Atualmente, os estudos vêm avançando significativamente também na área do processamento sensorial, cujos déficits nas pessoas que apresentam TEA são significativos e não foram valorizados anteriormente.

O processamento sensorial de uma criança que apresenta TEA oferece alguns traços e que merecem ser expostos aqui. Você por acaso já reparou se seu filho, aluno, ou outra criança de seu convívio apresenta uma predileção específica por determinado alimento (que tenha uma textura peculiar? Talvez não seja sabido por muitos, mas essa característica faz parte do aspecto sensorial de um autista.

 

Isso acontece porque a criança apresenta alterações dos sentidos que configuram sua percepção sensorial sobre as coisas, a saber: audição, olfato, tátil, visual e paladar. Nesse caso, o autista também pode manifestar o que chamamos de TPS (Transtorno de Processamento Sensorial), que configura um desordenamento das habilidades sensoriais. As consequências dessa desorganização são a hipersensibilidade ou a hipossensibilidade apresentada pela criança.
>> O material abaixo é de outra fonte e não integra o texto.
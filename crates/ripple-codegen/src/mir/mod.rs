//! Mid-level IR (MIR) definitions.
//!
//! The MIR is a reduced tree parallel to the syntax-level FIR: scalar and
//! set types, arithmetic, tensor reads, control flow, calls, reductions and
//! compare-and-swap, and a small closed family of graph apply nodes.
//! Backends operate on this tree only; the frontend's identifier categories
//! have already been resolved away by lowering.

pub mod context;
pub mod direction;
pub mod hoist;
pub mod lower;
pub mod visit;

use std::fmt;

// ── Types ─────────────────────────────────────────────────────────────

/// Scalar kinds of the DSL.
#[derive(Debug, Clone, Copy, PartialEq, Eq)]
pub enum ScalarKind {
    Int,
    UInt,
    UInt64,
    Float,
    Double,
    Bool,
    String,
}

impl fmt::Display for ScalarKind {
    fn fmt(&self, f: &mut fmt::Formatter<'_>) -> fmt::Result {
        let s = match self {
            ScalarKind::Int => "int",
            ScalarKind::UInt => "uint",
            ScalarKind::UInt64 => "uint_64",
            ScalarKind::Float => "float",
            ScalarKind::Double => "double",
            ScalarKind::Bool => "bool",
            ScalarKind::String => "string",
        };
        write!(f, "{s}")
    }
}

/// A MIR type.
#[derive(Debug, Clone, PartialEq)]
pub enum MirType {
    Scalar(ScalarKind),
    /// A reference to a declared element type.
    Element(String),
    VertexSet {
        element: String,
    },
    EdgeSet {
        element: String,
        src: String,
        dst: String,
        weight: Option<ScalarKind>,
    },
    /// A tensor; with an element anchor it is a per-element property array.
    Vector {
        element: Option<String>,
        scalar: Box<MirType>,
        size: Option<i64>,
    },
    List(Box<MirType>),
    PriorityQueue {
        element: String,
        priority: ScalarKind,
    },
    /// Named (`field` set) or positional tuple of element types.
    Tuple(Vec<(Option<String>, String)>),
    Opaque,
}

impl MirType {
    /// Whether this is an element-anchored vector, i.e. a property array.
    pub fn is_property_array(&self) -> bool {
        matches!(
            self,
            MirType::Vector {
                element: Some(_),
                ..
            }
        )
    }
}

/// A typed variable binding (parameter, result, field).
#[derive(Debug, Clone, PartialEq)]
pub struct MirVar {
    pub name: String,
    pub ty: MirType,
    /// Parameters marked `inout` are passed by reference.
    pub is_inout: bool,
}

impl MirVar {
    pub fn new(name: impl Into<String>, ty: MirType) -> Self {
        Self {
            name: name.into(),
            ty,
            is_inout: false,
        }
    }

    pub fn inout(name: impl Into<String>, ty: MirType) -> Self {
        Self {
            name: name.into(),
            ty,
            is_inout: true,
        }
    }
}

// ── Expressions ───────────────────────────────────────────────────────

#[derive(Debug, Clone, Copy, PartialEq, Eq)]
pub enum BinOp {
    Add,
    Sub,
    Mul,
    Div,
    Pow,
    And,
    Or,
    Xor,
}

impl fmt::Display for BinOp {
    fn fmt(&self, f: &mut fmt::Formatter<'_>) -> fmt::Result {
        let s = match self {
            BinOp::Add => "+",
            BinOp::Sub => "-",
            BinOp::Mul => "*",
            BinOp::Div => "/",
            BinOp::Pow => "^",
            BinOp::And => "&&",
            BinOp::Or => "||",
            BinOp::Xor => "^",
        };
        write!(f, "{s}")
    }
}

#[derive(Debug, Clone, Copy, PartialEq, Eq)]
pub enum UnaryOp {
    Neg,
    Not,
}

#[derive(Debug, Clone, Copy, PartialEq, Eq)]
pub enum CmpOp {
    Eq,
    Ne,
    Lt,
    Gt,
    Le,
    Ge,
}

impl fmt::Display for CmpOp {
    fn fmt(&self, f: &mut fmt::Formatter<'_>) -> fmt::Result {
        let s = match self {
            CmpOp::Eq => "==",
            CmpOp::Ne => "!=",
            CmpOp::Lt => "<",
            CmpOp::Gt => ">",
            CmpOp::Le => "<=",
            CmpOp::Ge => ">=",
        };
        write!(f, "{s}")
    }
}

/// How an edgeset apply traverses the graph. Left unresolved by lowering
/// and filled in by the direction-choice pass.
#[derive(Debug, Clone, Copy, PartialEq, Eq)]
pub enum Direction {
    Unresolved,
    Push,
    Pull,
}

/// Which apply operation was written.
#[derive(Debug, Clone, Copy, PartialEq, Eq)]
pub enum ApplyKind {
    Regular,
    UpdatePriority,
    UpdatePriorityExtern,
}

/// An edgeset apply: run `input_function` over the edges of `target`, with
/// optional source/destination filters and change tracking.
#[derive(Debug, Clone, PartialEq)]
pub struct EdgeSetApply {
    pub target: Box<MirExpr>,
    pub input_function: String,
    /// Source filter: a predicate function or a frontier vertexset name.
    pub from_func: Option<String>,
    /// Destination filter function name.
    pub to_func: Option<String>,
    /// Property array whose writes populate the output frontier.
    pub change_tracking_field: Option<String>,
    pub disable_deduplication: bool,
    pub kind: ApplyKind,
    pub direction: Direction,
}

/// Index of a tuple read.
#[derive(Debug, Clone, PartialEq)]
pub enum TupleIndex {
    Named(String),
    Positional(Box<MirExpr>),
}

#[derive(Debug, Clone, PartialEq)]
pub enum MirExpr {
    IntLit(i64),
    FloatLit(f64),
    BoolLit(bool),
    StringLit(String),
    Var(String),
    Binary {
        op: BinOp,
        lhs: Box<MirExpr>,
        rhs: Box<MirExpr>,
    },
    Unary {
        op: UnaryOp,
        operand: Box<MirExpr>,
    },
    /// N-ary comparison chain; `operands.len() == ops.len() + 1`.
    Compare {
        operands: Vec<MirExpr>,
        ops: Vec<CmpOp>,
    },
    TensorRead {
        target: Box<MirExpr>,
        indices: Vec<MirExpr>,
    },
    TupleRead {
        tuple: Box<MirExpr>,
        index: TupleIndex,
    },
    Call {
        name: String,
        args: Vec<MirExpr>,
    },
    VertexSetAlloc {
        element: String,
        num_elements: Option<Box<MirExpr>>,
    },
    ListAlloc {
        element_ty: MirType,
        num_elements: Option<Box<MirExpr>>,
    },
    VectorAlloc {
        element: Option<String>,
        scalar: Box<MirType>,
        size: Option<i64>,
    },
    PriorityQueueAlloc {
        element: String,
        priority: ScalarKind,
        dup_within_bucket: Box<MirExpr>,
        dup_across_bucket: Box<MirExpr>,
        vector_function: String,
        bucket_ordering: Box<MirExpr>,
        priority_ordering: Box<MirExpr>,
        init_bucket: Box<MirExpr>,
        starting_node: Box<MirExpr>,
    },
    Intersection {
        a: Box<MirExpr>,
        b: Box<MirExpr>,
        num_a: Box<MirExpr>,
        num_b: Box<MirExpr>,
        reference: Option<Box<MirExpr>>,
    },
    /// Run a predicate over a vertexset producing a new vertexset.
    VertexSetApply {
        target: Box<MirExpr>,
        input_function: String,
    },
    /// Deduplicate the vertexset produced by the inner expression.
    VertexSetDedup {
        target: Box<MirExpr>,
    },
    EdgeSetApply(EdgeSetApply),
}

// ── Statements ────────────────────────────────────────────────────────

/// Reduction operators lowered from `+=`, `min=`, `max=`.
#[derive(Debug, Clone, Copy, PartialEq, Eq)]
pub enum ReduceOp {
    Sum,
    Min,
    Max,
}

/// The compare-and-swap flavors lowered from `asyncMin=` / `asyncMax=`.
#[derive(Debug, Clone, Copy, PartialEq, Eq)]
pub enum CasOp {
    Min,
    Max,
}

/// A statement: base fields (the user label) by composition, the node
/// itself as a tagged kind.
#[derive(Debug, Clone, PartialEq)]
pub struct Stmt {
    pub label: Option<String>,
    pub kind: StmtKind,
}

impl Stmt {
    pub fn new(kind: StmtKind) -> Self {
        Self { label: None, kind }
    }
}

#[derive(Debug, Clone, PartialEq)]
pub enum StmtKind {
    VarDecl {
        name: String,
        ty: Option<MirType>,
        init: Option<MirExpr>,
        is_const: bool,
    },
    Assign {
        targets: Vec<MirExpr>,
        value: MirExpr,
    },
    Reduce {
        target: MirExpr,
        value: MirExpr,
        op: ReduceOp,
    },
    CompareAndSwap {
        target: MirExpr,
        value: MirExpr,
        op: CasOp,
    },
    For {
        loop_var: String,
        lower: MirExpr,
        upper: MirExpr,
        body: Vec<Stmt>,
    },
    While {
        cond: MirExpr,
        body: Vec<Stmt>,
    },
    DoWhile {
        body: Vec<Stmt>,
        cond: MirExpr,
    },
    If {
        cond: MirExpr,
        then_body: Vec<Stmt>,
        else_body: Option<Vec<Stmt>>,
    },
    Print {
        args: Vec<MirExpr>,
        newline: bool,
    },
    Break,
    Expr(MirExpr),
    /// Runtime choice between two traversal alternatives, typically one
    /// push and one pull launch.
    HybridGpu {
        condition: MirExpr,
        push_stmt: Box<Stmt>,
        pull_stmt: Box<Stmt>,
    },
}

// ── Functions ─────────────────────────────────────────────────────────

#[derive(Debug, Clone, PartialEq)]
pub struct MirFunction {
    pub name: String,
    pub params: Vec<MirVar>,
    pub results: Vec<MirVar>,
    /// `None` iff the function is external.
    pub body: Option<Vec<Stmt>>,
    pub exported: bool,
}

#[cfg(test)]
mod tests {
    use super::*;

    #[test]
    fn property_array_detection() {
        let prop = MirType::Vector {
            element: Some("Vertex".into()),
            scalar: Box::new(MirType::Scalar(ScalarKind::Float)),
            size: None,
        };
        assert!(prop.is_property_array());

        let plain = MirType::Vector {
            element: None,
            scalar: Box::new(MirType::Scalar(ScalarKind::Int)),
            size: Some(8),
        };
        assert!(!plain.is_property_array());
    }

    #[test]
    fn compare_invariant_shape() {
        let cmp = MirExpr::Compare {
            operands: vec![MirExpr::Var("a".into()), MirExpr::IntLit(0)],
            ops: vec![CmpOp::Eq],
        };
        if let MirExpr::Compare { operands, ops } = &cmp {
            assert_eq!(operands.len(), ops.len() + 1);
        }
    }
}
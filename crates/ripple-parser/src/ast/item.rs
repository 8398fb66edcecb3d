//! Typed AST nodes for program elements: element type declarations, extern
//! declarations, functions, constants, and tests.

use crate::ast::stmt::StmtBlock;
use crate::ast::types::Type;
use crate::ast::{ast_node, child_node, child_nodes, child_token, AstNode};
use crate::cst::SyntaxNode;
use crate::syntax_kind::SyntaxKind;

// ── Program root ─────────────────────────────────────────────────────────

ast_node!(Program, PROGRAM);

impl Program {
    pub fn items(&self) -> impl Iterator<Item = Item> + '_ {
        self.syntax.children().filter_map(Item::cast)
    }
}

/// Any top-level program element.
#[derive(Debug, Clone)]
pub enum Item {
    Element(ElementTypeDecl),
    Extern(ExternDecl),
    Func(FuncDecl),
    Const(ConstDecl),
    Test(TestDecl),
}

impl Item {
    pub fn cast(node: SyntaxNode) -> Option<Self> {
        match node.kind() {
            SyntaxKind::ELEMENT_TYPE_DECL => {
                Some(Item::Element(ElementTypeDecl { syntax: node }))
            }
            SyntaxKind::EXTERN_DECL => Some(Item::Extern(ExternDecl { syntax: node })),
            SyntaxKind::FUNC_DECL => Some(Item::Func(FuncDecl { syntax: node })),
            SyntaxKind::CONST_DECL => Some(Item::Const(ConstDecl { syntax: node })),
            SyntaxKind::TEST_DECL => Some(Item::Test(TestDecl { syntax: node })),
            _ => None,
        }
    }
}

// ── Names ────────────────────────────────────────────────────────────────

ast_node!(Name, NAME);

impl Name {
    pub fn text(&self) -> Option<String> {
        child_token(&self.syntax, SyntaxKind::IDENT).map(|t| t.text().to_string())
    }
}

// ── Element type declarations ────────────────────────────────────────────

ast_node!(ElementTypeDecl, ELEMENT_TYPE_DECL);

impl ElementTypeDecl {
    pub fn name(&self) -> Option<String> {
        child_node::<Name>(&self.syntax)?.text()
    }

    pub fn fields(&self) -> impl Iterator<Item = FieldDecl> + '_ {
        child_nodes(&self.syntax)
    }
}

ast_node!(FieldDecl, FIELD_DECL);

impl FieldDecl {
    pub fn name(&self) -> Option<String> {
        child_node::<Name>(&self.syntax)?.text()
    }

    pub fn ty(&self) -> Option<Type> {
        self.syntax.children().find_map(Type::cast)
    }
}

// ── Extern declarations ──────────────────────────────────────────────────

ast_node!(ExternDecl, EXTERN_DECL);

impl ExternDecl {
    pub fn name(&self) -> Option<String> {
        child_node::<Name>(&self.syntax)?.text()
    }

    pub fn ty(&self) -> Option<Type> {
        self.syntax.children().find_map(Type::cast)
    }
}

// ── Function declarations ────────────────────────────────────────────────

ast_node!(FuncDecl, FUNC_DECL);

impl FuncDecl {
    pub fn name(&self) -> Option<String> {
        child_node::<Name>(&self.syntax)?.text()
    }

    /// Whether the declaration carries `export`.
    pub fn is_exported(&self) -> bool {
        child_token(&self.syntax, SyntaxKind::EXPORT_KW).is_some()
    }

    /// Whether this is `extern func … ;`. External functions have no body.
    pub fn is_external(&self) -> bool {
        child_token(&self.syntax, SyntaxKind::EXTERN_KW).is_some()
    }

    pub fn generic_params(&self) -> impl Iterator<Item = GenericParam> + '_ {
        self.syntax
            .children()
            .filter(|n| n.kind() == SyntaxKind::GENERIC_PARAM_LIST)
            .flat_map(|list| list.children())
            .filter_map(GenericParam::cast)
    }

    pub fn params(&self) -> Vec<Param> {
        self.syntax
            .children()
            .find(|n| n.kind() == SyntaxKind::PARAM_LIST)
            .map(|list| list.children().filter_map(Param::cast).collect())
            .unwrap_or_default()
    }

    pub fn results(&self) -> Vec<Param> {
        self.syntax
            .children()
            .find(|n| n.kind() == SyntaxKind::RESULT_LIST)
            .map(|list| list.children().filter_map(Param::cast).collect())
            .unwrap_or_default()
    }

    /// The function body; `None` iff the function is external.
    pub fn body(&self) -> Option<StmtBlock> {
        child_node(&self.syntax)
    }
}

ast_node!(GenericParam, GENERIC_PARAM);

impl GenericParam {
    pub fn name(&self) -> Option<String> {
        child_token(&self.syntax, SyntaxKind::IDENT).map(|t| t.text().to_string())
    }

    /// Whether this is a range generic (`0 : N`).
    pub fn is_range(&self) -> bool {
        child_token(&self.syntax, SyntaxKind::INT_LITERAL).is_some()
    }
}

ast_node!(Param, PARAM);

impl Param {
    pub fn name(&self) -> Option<String> {
        child_node::<Name>(&self.syntax)?.text()
    }

    pub fn is_inout(&self) -> bool {
        child_token(&self.syntax, SyntaxKind::INOUT_KW).is_some()
    }

    pub fn ty(&self) -> Option<Type> {
        self.syntax.children().find_map(Type::cast)
    }
}

// ── Const and var declarations ───────────────────────────────────────────

ast_node!(ConstDecl, CONST_DECL);

impl ConstDecl {
    pub fn name(&self) -> Option<String> {
        child_node::<Name>(&self.syntax)?.text()
    }

    pub fn ty(&self) -> Option<Type> {
        self.syntax.children().find_map(Type::cast)
    }

    pub fn init(&self) -> Option<crate::ast::expr::Expr> {
        self.syntax.children().find_map(crate::ast::expr::Expr::cast)
    }
}

ast_node!(VarDecl, VAR_DECL);

impl VarDecl {
    pub fn name(&self) -> Option<String> {
        child_node::<Name>(&self.syntax)?.text()
    }

    pub fn ty(&self) -> Option<Type> {
        self.syntax.children().find_map(Type::cast)
    }

    pub fn init(&self) -> Option<crate::ast::expr::Expr> {
        self.syntax.children().find_map(crate::ast::expr::Expr::cast)
    }
}

// ── Tests ────────────────────────────────────────────────────────────────

ast_node!(TestDecl, TEST_DECL);

impl TestDecl {
    pub fn func_name(&self) -> Option<String> {
        child_node::<Name>(&self.syntax)?.text()
    }

    pub fn args(&self) -> Vec<crate::ast::expr::Expr> {
        self.syntax
            .children()
            .find(|n| n.kind() == SyntaxKind::ARG_LIST)
            .map(|list| {
                list.children()
                    .filter_map(crate::ast::expr::Expr::cast)
                    .collect()
            })
            .unwrap_or_default()
    }

    /// The expected value on the right of `==`.
    pub fn expected(&self) -> Option<crate::ast::expr::Expr> {
        self.syntax.children().find_map(crate::ast::expr::Expr::cast)
    }
}
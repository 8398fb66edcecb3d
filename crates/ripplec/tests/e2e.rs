//! End-to-end tests for the Ripple compiler CLI.
//!
//! Each test writes a `.rpl` source file, drives the built `ripplec`
//! binary, and checks the generated output or the reported failure.

use std::path::PathBuf;
use std::process::{Command, Output};

const BFS: &str = "element Vertex end\n\
    element Edge end\n\
    const edges : edgeset{Edge}(Vertex, Vertex) = load (\"graph.el\");\n\
    const parent : vector{Vertex}(int) = -1;\n\
    func updateEdge(src : Vertex, dst : Vertex)\n\
        parent[dst] min= parent[src];\n\
    end\n\
    func main()\n\
        var frontier : vertexset{Vertex} = new vertexset{Vertex}(0);\n\
        #s1# frontier = edges.from(frontier).applyModified(updateEdge, parent, true);\n\
    end\n";

fn ripplec() -> Command {
    Command::new(env!("CARGO_BIN_EXE_ripplec"))
}

fn write_program(dir: &tempfile::TempDir, source: &str) -> PathBuf {
    let path = dir.path().join("program.rpl");
    std::fs::write(&path, source).expect("failed to write source file");
    path
}

fn run(args: &[&str]) -> Output {
    ripplec()
        .args(args)
        .output()
        .expect("failed to invoke ripplec")
}

#[test]
fn build_generates_gpu_source() {
    let dir = tempfile::tempdir().unwrap();
    let program = write_program(&dir, BFS);
    let out_path = dir.path().join("program.cu");

    let output = run(&[
        "build",
        program.to_str().unwrap(),
        "--module-name",
        "bfs",
        "-o",
        out_path.to_str().unwrap(),
    ]);
    assert!(
        output.status.success(),
        "ripplec build failed:\nstdout: {}\nstderr: {}",
        String::from_utf8_lossy(&output.stdout),
        String::from_utf8_lossy(&output.stderr)
    );

    let generated = std::fs::read_to_string(&out_path).expect("output file written");
    assert!(generated.contains("__global__ void bfs_kernel_1("));
    assert!(generated.contains("void __device__ bfs_updateEdge(int32_t src, int32_t dst) {"));
    assert!(generated.contains("void __host__ bfs_main() {"));
    assert!(generated.contains("cudaDeviceSynchronize();"));
    // Default direction is push.
    assert!(generated.contains("graph.row_offsets[src]"));
}

#[test]
fn direction_flag_switches_to_pull() {
    let dir = tempfile::tempdir().unwrap();
    let program = write_program(&dir, BFS);
    let out_path = dir.path().join("program.cu");

    let output = run(&[
        "build",
        program.to_str().unwrap(),
        "--direction",
        "s1=pull",
        "-o",
        out_path.to_str().unwrap(),
    ]);
    assert!(output.status.success());

    let generated = std::fs::read_to_string(&out_path).unwrap();
    assert!(generated.contains("graph.col_offsets[dst]"));
    assert!(generated.contains("ripple::in_frontier(frontier, src)"));
}

#[test]
fn check_reports_parse_errors_with_location() {
    let dir = tempfile::tempdir().unwrap();
    let program = write_program(&dir, "func main() var x = ; end\n");

    let output = run(&["check", program.to_str().unwrap()]);
    assert!(!output.status.success());
    let stderr = String::from_utf8_lossy(&output.stderr);
    assert!(stderr.contains("Parse error"), "stderr: {stderr}");
}

#[test]
fn check_accepts_valid_program() {
    let dir = tempfile::tempdir().unwrap();
    let program = write_program(&dir, BFS);

    let output = run(&["check", program.to_str().unwrap()]);
    assert!(
        output.status.success(),
        "stderr: {}",
        String::from_utf8_lossy(&output.stderr)
    );
}

#[test]
fn build_rejects_missing_file() {
    let output = run(&["build", "/nonexistent/program.rpl"]);
    assert!(!output.status.success());
    let stderr = String::from_utf8_lossy(&output.stderr);
    assert!(stderr.contains("does not exist"), "stderr: {stderr}");
}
Por isso, atualmente, recomenda-se que intervenções e terapias na integração sensorial sejam também incluídas, buscando possibilitar a criança a capacidade de administrar melhor os estímulos provenientes dos sentidos.

Em todos os aspectos analisados, seja na comunicação, interação social, cognição, processamento sensorial, etc, é fundamental oportunizar o maior número de ferramentas e possibilidades de agir no mundo.